HIGGINSON, Circuit Judge,
concurring:
I agree with Judge Dennis’ reasoning and outcome, but write to explain in further detail why I believe the contracts’ language is ambiguous.
The overriding royalty interest (“ORRI”) assignment contracts contain “calculate and pay” clauses stating: “The overriding royalty interest assigned herein shall be calculated and paid in the same manner and subject to the same terms and conditions as the landowner’s royalty under the Lease.” Like many complex sentences, ambiguity exists in this one’s structure. ORRI is the subject, and one predicate is the “calculate[ ] and pay” verb phrase.

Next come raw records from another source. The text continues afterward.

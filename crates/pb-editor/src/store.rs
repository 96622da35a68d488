//! Document persistence.
//!
//! A repository stores whole documents keyed by id, plus a small index of
//! `{id, name, lastModified}` entries for project lists. Every save carries
//! the editor's monotonic revision; a save whose revision is lower than the
//! stored one is skipped, so a slow, older save can never overwrite a newer
//! one.

use crate::error::StoreError;
use chrono::{DateTime, Utc};
use pb_core::{Document, Styles};
use serde::{Deserialize, Serialize};
use std::collections::HashMap;
use std::fs;
use std::path::{Path, PathBuf};

/// Index entry for one stored document.
#[derive(Debug, Clone, PartialEq, Serialize, Deserialize)]
#[serde(rename_all = "camelCase")]
pub struct DocumentMeta {
    pub id: String,
    pub name: String,
    pub last_modified: DateTime<Utc>,
    #[serde(default)]
    pub revision: u64,
}

/// A stored document together with the revision it was saved at.
#[derive(Debug, Clone, PartialEq, Serialize, Deserialize)]
pub struct SavedDocument {
    #[serde(default)]
    pub revision: u64,
    pub document: Document,
}

pub trait DocumentRepository {
    /// Write `doc` at `revision`. Returns `Ok(false)` when the stored copy
    /// already has a higher revision and the write was skipped.
    fn save(&mut self, doc: &Document, revision: u64) -> Result<bool, StoreError>;

    fn load(&self, id: &str) -> Result<Option<SavedDocument>, StoreError>;

    /// All stored documents, most recently modified first.
    fn list_all(&self) -> Result<Vec<DocumentMeta>, StoreError>;

    /// Returns `Ok(false)` if nothing was stored under `id`.
    fn delete(&mut self, id: &str) -> Result<bool, StoreError>;

    /// Revision of the stored copy of `id`, if any.
    fn stored_revision(&self, id: &str) -> Result<Option<u64>, StoreError> {
        Ok(self.load(id)?.map(|saved| saved.revision))
    }

    /// Create, persist and return a blank document.
    fn create_new(&mut self, name: &str, styles: &Styles) -> Result<Document, StoreError> {
        let doc = Document::blank(name, styles.clone());
        self.save(&doc, 0)?;
        Ok(doc)
    }
}

/// Most recently modified first; ties broken by id for stable output.
pub fn sort_recent_first(entries: &mut [DocumentMeta]) {
    entries.sort_by(|a, b| {
        b.last_modified
            .cmp(&a.last_modified)
            .then_with(|| a.id.cmp(&b.id))
    });
}

/// Shared revision guard. `stored` is the revision currently persisted.
pub fn is_stale(id: &str, stored: Option<u64>, incoming: u64) -> bool {
    match stored {
        Some(stored) if stored > incoming => {
            log::debug!("skipping stale save of {id}: revision {incoming} < {stored}");
            true
        }
        _ => false,
    }
}

// ─── In-memory ───────────────────────────────────────────────────────────

#[derive(Debug, Default)]
pub struct MemoryRepository {
    docs: HashMap<String, SavedDocument>,
    index: HashMap<String, DocumentMeta>,
}

impl MemoryRepository {
    pub fn new() -> Self {
        Self::default()
    }
}

impl DocumentRepository for MemoryRepository {
    fn save(&mut self, doc: &Document, revision: u64) -> Result<bool, StoreError> {
        let stored = self.docs.get(&doc.id).map(|s| s.revision);
        if is_stale(&doc.id, stored, revision) {
            return Ok(false);
        }
        self.docs.insert(
            doc.id.clone(),
            SavedDocument {
                revision,
                document: doc.clone(),
            },
        );
        self.index.insert(
            doc.id.clone(),
            DocumentMeta {
                id: doc.id.clone(),
                name: doc.name.clone(),
                last_modified: Utc::now(),
                revision,
            },
        );
        Ok(true)
    }

    fn load(&self, id: &str) -> Result<Option<SavedDocument>, StoreError> {
        Ok(self.docs.get(id).cloned())
    }

    fn list_all(&self) -> Result<Vec<DocumentMeta>, StoreError> {
        let mut entries: Vec<DocumentMeta> = self.index.values().cloned().collect();
        sort_recent_first(&mut entries);
        Ok(entries)
    }

    fn delete(&mut self, id: &str) -> Result<bool, StoreError> {
        self.index.remove(id);
        Ok(self.docs.remove(id).is_some())
    }
}

// ─── Directory on disk ───────────────────────────────────────────────────

/// Encoding of document bodies on disk. The index is always JSON.
#[derive(Debug, Clone, Copy, PartialEq, Eq, Default)]
pub enum StoreFormat {
    #[default]
    Json,
    MessagePack,
}

impl StoreFormat {
    fn extension(self) -> &'static str {
        match self {
            StoreFormat::Json => "json",
            StoreFormat::MessagePack => "msgpack",
        }
    }
}

const INDEX_FILE: &str = "index.json";

/// One file per document plus `index.json`, all in one directory.
#[derive(Debug, Clone)]
pub struct FileRepository {
    dir: PathBuf,
    format: StoreFormat,
}

impl FileRepository {
    /// Open (creating if needed) a repository rooted at `dir`.
    pub fn open(dir: impl Into<PathBuf>) -> Result<Self, StoreError> {
        Self::with_format(dir, StoreFormat::Json)
    }

    pub fn with_format(dir: impl Into<PathBuf>, format: StoreFormat) -> Result<Self, StoreError> {
        let dir = dir.into();
        fs::create_dir_all(&dir)?;
        Ok(Self { dir, format })
    }

    pub fn dir(&self) -> &Path {
        &self.dir
    }

    fn doc_path(&self, id: &str) -> Result<PathBuf, StoreError> {
        let valid = !id.is_empty()
            && id != "index"
            && !id.starts_with('.')
            && id
                .chars()
                .all(|c| c.is_ascii_alphanumeric() || matches!(c, '-' | '_' | '.'));
        if !valid {
            return Err(StoreError::InvalidId(id.to_string()));
        }
        Ok(self.dir.join(format!("{id}.{}", self.format.extension())))
    }

    fn read_index(&self) -> Result<Vec<DocumentMeta>, StoreError> {
        let path = self.dir.join(INDEX_FILE);
        if !path.exists() {
            return Ok(Vec::new());
        }
        let text = fs::read_to_string(&path)?;
        serde_json::from_str(&text).map_err(|e| StoreError::Decode {
            id: INDEX_FILE.to_string(),
            reason: e.to_string(),
        })
    }

    fn write_index(&self, entries: &[DocumentMeta]) -> Result<(), StoreError> {
        let text = serde_json::to_string_pretty(entries)?;
        fs::write(self.dir.join(INDEX_FILE), text)?;
        Ok(())
    }

    fn encode(&self, saved: &SavedDocument) -> Result<Vec<u8>, StoreError> {
        Ok(match self.format {
            StoreFormat::Json => serde_json::to_vec_pretty(saved)?,
            StoreFormat::MessagePack => rmp_serde::to_vec_named(saved)?,
        })
    }

    fn decode(&self, id: &str, bytes: &[u8]) -> Result<SavedDocument, StoreError> {
        let decoded = match self.format {
            StoreFormat::Json => serde_json::from_slice(bytes).map_err(|e| e.to_string()),
            StoreFormat::MessagePack => rmp_serde::from_slice(bytes).map_err(|e| e.to_string()),
        };
        decoded.map_err(|reason| StoreError::Decode {
            id: id.to_string(),
            reason,
        })
    }
}

impl DocumentRepository for FileRepository {
    fn save(&mut self, doc: &Document, revision: u64) -> Result<bool, StoreError> {
        let path = self.doc_path(&doc.id)?;
        let mut index = self.read_index()?;
        let stored = index.iter().find(|m| m.id == doc.id).map(|m| m.revision);
        if is_stale(&doc.id, stored, revision) {
            return Ok(false);
        }

        let bytes = self.encode(&SavedDocument {
            revision,
            document: doc.clone(),
        })?;
        fs::write(&path, bytes)?;

        let now = Utc::now();
        match index.iter_mut().find(|m| m.id == doc.id) {
            Some(entry) => {
                entry.name = doc.name.clone();
                entry.last_modified = now;
                entry.revision = revision;
            }
            None => index.push(DocumentMeta {
                id: doc.id.clone(),
                name: doc.name.clone(),
                last_modified: now,
                revision,
            }),
        }
        self.write_index(&index)?;
        log::debug!("saved {} (revision {revision}) to {}", doc.id, path.display());
        Ok(true)
    }

    fn load(&self, id: &str) -> Result<Option<SavedDocument>, StoreError> {
        let path = self.doc_path(id)?;
        if !path.exists() {
            return Ok(None);
        }
        let bytes = fs::read(&path)?;
        let mut saved = self.decode(id, &bytes)?;
        if saved.document.normalize() {
            log::warn!("load {id}: dropped children attached to leaf components");
        }
        saved
            .document
            .check_invariants()
            .map_err(|e| StoreError::Decode {
                id: id.to_string(),
                reason: e.to_string(),
            })?;
        Ok(Some(saved))
    }

    fn stored_revision(&self, id: &str) -> Result<Option<u64>, StoreError> {
        Ok(self.read_index()?.into_iter().find(|m| m.id == id).map(|m| m.revision))
    }

    fn list_all(&self) -> Result<Vec<DocumentMeta>, StoreError> {
        let mut entries = self.read_index()?;
        sort_recent_first(&mut entries);
        Ok(entries)
    }

    fn delete(&mut self, id: &str) -> Result<bool, StoreError> {
        let path = self.doc_path(id)?;
        let existed = path.exists();
        if existed {
            fs::remove_file(&path)?;
        }
        let mut index = self.read_index()?;
        let before = index.len();
        index.retain(|m| m.id != id);
        if index.len() != before {
            self.write_index(&index)?;
        }
        Ok(existed)
    }
}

Appellants imply that the prepositional phrase and subordinate clause that follow — i.e., “in the same manner and subject to the same terms and conditions” — modify that verb phrase, cf. Int’l Primate Prot. League v. Adm’rs of Tulane Educ. Fund, 500 U.S. 72, 79-80, 111 S.Ct. 1700, 114 L.Ed.2d 134 (1991), and because the verb phrase “calculate[ ] and pay” is affirmative, it logically does not imply its opposite, nonpayment or suspension. Manners and terms and conditions all contemplate payment in the first pláce. In simpler terms, this reading would be less ambiguous if written as follows: “The ORRI shall be calculated and paid in the same manner as the landowner’s royalty under the Lease,” persuasively, therefore, not contemplating suspension altogether, but just regulating payment.
Contrastingly, Appellees’ argument points to meaning from a different grammatical arrangement, where ORRI itself is modified by the final clause “subject to the same terms and conditions as the landowner’s royalty,” hence, plausibly, subject even to nonpayment or suspension altogether. In simpler, less ambiguous terms: “The *442ORRI shall be subject to the same terms and conditions as the landowner’s royalty under the Lease,” even if that condition is suspension altogether. Indeed, had the sentence separated that dependent clause by commas — thus: “, and subject to the same terms and conditions,” — Appellees would have a stronger argument as to clarity of meaning.
Given the language of the contracts, however, I cannot say that, for the reasons above, the sentence is free of ambiguity.